Extracted records:
——

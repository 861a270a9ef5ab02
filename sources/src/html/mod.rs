//! Multi-strategy rate extraction from bulletin HTML.
//!
//! The bulletin page changes markup without notice, so extraction is an
//! ordered list of independent strategies. Each one inspects the parsed
//! document and proposes a candidate; the first candidate that carries a value
//! and clears the confidence floor wins. Adding a strategy never touches the
//! orchestration here.

pub mod strategies;

use scraper::Html;
use tracing::{debug, warn};

pub use strategies::{DomAdjacencyStrategy, KnownContainerStrategy, RegexStrategy};

/// Candidates below this confidence are ignored.
pub const DEFAULT_MIN_CONFIDENCE: f64 = 0.3;

const HIDDEN_ELEMENTS: &[&str] = &["script", "style", "noscript"];

/// A parsed page handed to every strategy.
pub struct Document {
    raw: String,
    html: Html,
}

impl Document {
    pub fn parse(raw: &str) -> Self {
        Self {
            raw: raw.to_string(),
            html: Html::parse_document(raw),
        }
    }

    pub fn raw(&self) -> &str {
        &self.raw
    }

    pub fn html(&self) -> &Html {
        &self.html
    }

    /// Visible text of the document, whitespace-collapsed. Script, style
    /// and noscript contents are skipped.
    pub fn text(&self) -> String {
        self.html
            .root_element()
            .descendants()
            .filter(|node| {
                !node.ancestors().any(|a| {
                    a.value()
                        .as_element()
                        .map_or(false, |e| HIDDEN_ELEMENTS.contains(&e.name()))
                })
            })
            .filter_map(|node| node.value().as_text().map(|t| &**t))
            .flat_map(str::split_whitespace)
            .collect::<Vec<_>>()
            .join(" ")
    }
}

/// What one strategy found.
#[derive(Debug, Clone, PartialEq)]
pub struct ExtractionCandidate {
    pub usd: Option<f64>,
    pub eur: Option<f64>,
    pub strategy_id: String,
    pub confidence: f64,
}

impl ExtractionCandidate {
    /// A candidate with nothing in it.
    pub fn empty(strategy_id: &str, confidence: f64) -> Self {
        Self {
            usd: None,
            eur: None,
            strategy_id: strategy_id.to_string(),
            confidence,
        }
    }

    pub fn has_value(&self) -> bool {
        self.usd.is_some() || self.eur.is_some()
    }
}

/// One way of locating rates in a document.
pub trait ExtractionStrategy: Send + Sync {
    /// Stable identifier reported in extraction metadata.
    fn id(&self) -> &str;

    /// Inspect the document. Never fails; an empty candidate means "not found".
    fn attempt(&self, document: &Document) -> ExtractionCandidate;
}

/// Inclusive plausibility range for one rate.
#[derive(Debug, Clone, Copy, PartialEq)]
pub struct RateBounds {
    pub min: f64,
    pub max: f64,
}

impl RateBounds {
    pub fn new(min: f64, max: f64) -> Self {
        Self { min, max }
    }

    pub fn contains(&self, value: f64) -> bool {
        value >= self.min && value <= self.max
    }
}

/// Which strategy produced the result and how much to trust it.
#[derive(Debug, Clone, PartialEq)]
pub struct ExtractionMeta {
    pub strategy_used: String,
    pub confidence: f64,
}

/// Final extraction outcome.
#[derive(Debug, Clone, PartialEq)]
pub struct Extraction {
    pub usd: Option<f64>,
    pub eur: Option<f64>,
    pub meta: ExtractionMeta,
}

impl Extraction {
    fn none() -> Self {
        Self {
            usd: None,
            eur: None,
            meta: ExtractionMeta {
                strategy_used: "none".to_string(),
                confidence: 0.0,
            },
        }
    }
}

/// Runs strategies in priority order.
pub struct HtmlExtractor {
    strategies: Vec<Box<dyn ExtractionStrategy>>,
    min_confidence: f64,
    usd_bounds: Option<RateBounds>,
    eur_bounds: Option<RateBounds>,
}

impl HtmlExtractor {
    /// Extractor with no strategies.
    pub fn empty() -> Self {
        Self {
            strategies: Vec::new(),
            min_confidence: DEFAULT_MIN_CONFIDENCE,
            usd_bounds: None,
            eur_bounds: None,
        }
    }

    /// Append a strategy after the existing ones.
    pub fn with_strategy(mut self, strategy: impl ExtractionStrategy + 'static) -> Self {
        self.strategies.push(Box::new(strategy));
        self
    }

    pub fn with_min_confidence(mut self, min_confidence: f64) -> Self {
        self.min_confidence = min_confidence;
        self
    }

    /// Discard extracted values outside these ranges.
    pub fn with_bounds(mut self, usd: Option<RateBounds>, eur: Option<RateBounds>) -> Self {
        self.usd_bounds = usd;
        self.eur_bounds = eur;
        self
    }

    /// Strategy ids in the order they run.
    pub fn strategy_ids(&self) -> Vec<&str> {
        self.strategies.iter().map(|s| s.id()).collect()
    }

    /// Extract rates from raw HTML.
    pub fn extract(&self, raw: &str) -> Extraction {
        let document = Document::parse(raw);
        self.extract_document(&document)
    }

    pub fn extract_document(&self, document: &Document) -> Extraction {
        for strategy in &self.strategies {
            let mut candidate = strategy.attempt(document);
            candidate.usd = candidate.usd.filter(|v| within(self.usd_bounds, *v));
            candidate.eur = candidate.eur.filter(|v| within(self.eur_bounds, *v));

            if !candidate.has_value() {
                debug!(strategy = strategy.id(), "Strategy found nothing");
                continue;
            }
            if candidate.confidence < self.min_confidence {
                debug!(
                    strategy = strategy.id(),
                    confidence = candidate.confidence,
                    "Strategy below confidence floor"
                );
                continue;
            }

            debug!(
                strategy = %candidate.strategy_id,
                usd = ?candidate.usd,
                eur = ?candidate.eur,
                "Extraction succeeded"
            );
            return Extraction {
                usd: candidate.usd,
                eur: candidate.eur,
                meta: ExtractionMeta {
                    strategy_used: candidate.strategy_id,
                    confidence: candidate.confidence,
                },
            };
        }

        warn!(
            strategies = self.strategies.len(),
            bytes = document.raw().len(),
            "All extraction strategies failed"
        );
        Extraction::none()
    }
}

impl Default for HtmlExtractor {
    /// `known-container`, then `dom`, then `regex`.
    fn default() -> Self {
        Self::empty()
            .with_strategy(KnownContainerStrategy::default())
            .with_strategy(DomAdjacencyStrategy)
            .with_strategy(RegexStrategy)
    }
}

fn within(bounds: Option<RateBounds>, value: f64) -> bool {
    value > 0.0 && bounds.map_or(true, |b| b.contains(value))
}

#[cfg(test)]
mod tests {
    use super::*;

    const ORIGINAL: &str = include_str!("fixtures/bcv_original.html");
    const COSMETIC: &str = include_str!("fixtures/bcv_cosmetic.html");
    const RESTRUCTURED: &str = include_str!("fixtures/bcv_restructured.html");
    const PLAIN_TEXT: &str = include_str!("fixtures/bcv_plain_text.html");

    const USD: f64 = 189.2587;
    const EUR: f64 = 221.3644;

    fn approx(a: Option<f64>, b: f64) -> bool {
        a.map_or(false, |a| (a - b).abs() < 1e-9)
    }

    struct Fixed(&'static str, f64, Option<f64>);

    impl ExtractionStrategy for Fixed {
        fn id(&self) -> &str {
            self.0
        }

        fn attempt(&self, _document: &Document) -> ExtractionCandidate {
            ExtractionCandidate {
                usd: self.2,
                eur: None,
                strategy_id: self.0.to_string(),
                confidence: self.1,
            }
        }
    }

    #[test]
    fn test_document_text_skips_hidden_elements() {
        let d = Document::parse(concat!(
            "<html><head><title>BCV</title><style>p { color: red }</style></head>",
            "<body><script>var usd = 999;</script><noscript>USD 1,00</noscript>",
            "<p>Dólar\n   36,50</p></body></html>"
        ));
        assert_eq!(d.text(), "BCV Dólar 36,50");
    }

    #[test]
    fn test_default_strategy_order() {
        assert_eq!(
            HtmlExtractor::default().strategy_ids(),
            vec!["known-container", "dom", "regex"]
        );
    }

    #[test]
    fn test_same_values_across_markup_variants() {
        let extractor = HtmlExtractor::default();

        for (fixture, strategy) in [
            (ORIGINAL, "known-container"),
            (COSMETIC, "dom"),
            (RESTRUCTURED, "dom"),
            (PLAIN_TEXT, "regex"),
        ] {
            let extraction = extractor.extract(fixture);
            assert!(approx(extraction.usd, USD), "usd via {strategy}: {:?}", extraction.usd);
            assert!(approx(extraction.eur, EUR), "eur via {strategy}: {:?}", extraction.eur);
            assert_eq!(extraction.meta.strategy_used, strategy);
        }
    }

    #[test]
    fn test_confidence_reflects_winning_strategy() {
        let extractor = HtmlExtractor::default();
        assert_eq!(extractor.extract(ORIGINAL).meta.confidence, 0.95);
        assert_eq!(extractor.extract(RESTRUCTURED).meta.confidence, 0.70);
        assert_eq!(extractor.extract(PLAIN_TEXT).meta.confidence, 0.40);
    }

    #[test]
    fn test_total_failure() {
        let extraction = HtmlExtractor::default().extract("<html><body><p>Mantenimiento</p></body></html>");

        assert_eq!(extraction.usd, None);
        assert_eq!(extraction.eur, None);
        assert_eq!(extraction.meta.strategy_used, "none");
        assert_eq!(extraction.meta.confidence, 0.0);
    }

    #[test]
    fn test_low_confidence_candidate_is_skipped() {
        let extractor = HtmlExtractor::empty()
            .with_strategy(Fixed("guess", 0.1, Some(1.0)))
            .with_strategy(Fixed("solid", 0.8, Some(2.0)));

        let extraction = extractor.extract("<html></html>");

        assert_eq!(extraction.usd, Some(2.0));
        assert_eq!(extraction.meta.strategy_used, "solid");
    }

    #[test]
    fn test_appended_strategy_runs_last() {
        let extractor = HtmlExtractor::default().with_strategy(Fixed("custom", 0.5, Some(7.0)));

        assert_eq!(extractor.extract(ORIGINAL).meta.strategy_used, "known-container");
        assert_eq!(extractor.extract("<p>nada</p>").usd, Some(7.0));
    }

    #[test]
    fn test_out_of_bounds_values_are_discarded() {
        let extractor = HtmlExtractor::default()
            .with_bounds(Some(RateBounds::new(150.0, 250.0)), Some(RateBounds::new(300.0, 400.0)));

        let extraction = extractor.extract(ORIGINAL);

        assert!(approx(extraction.usd, USD));
        assert_eq!(extraction.eur, None);
    }
}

——

Assignment: Where a line in the records above contains the string "RateBounds", copy that line.

Exercise response:
pub struct RateBounds {
impl RateBounds {
    usd_bounds: Option<RateBounds>,
    eur_bounds: Option<RateBounds>,
    pub fn with_bounds(mut self, usd: Option<RateBounds>, eur: Option<RateBounds>) -> Self {
fn within(bounds: Option<RateBounds>, value: f64) -> bool {
            .with_bounds(Some(RateBounds::new(150.0, 250.0)), Some(RateBounds::new(300.0, 400.0)));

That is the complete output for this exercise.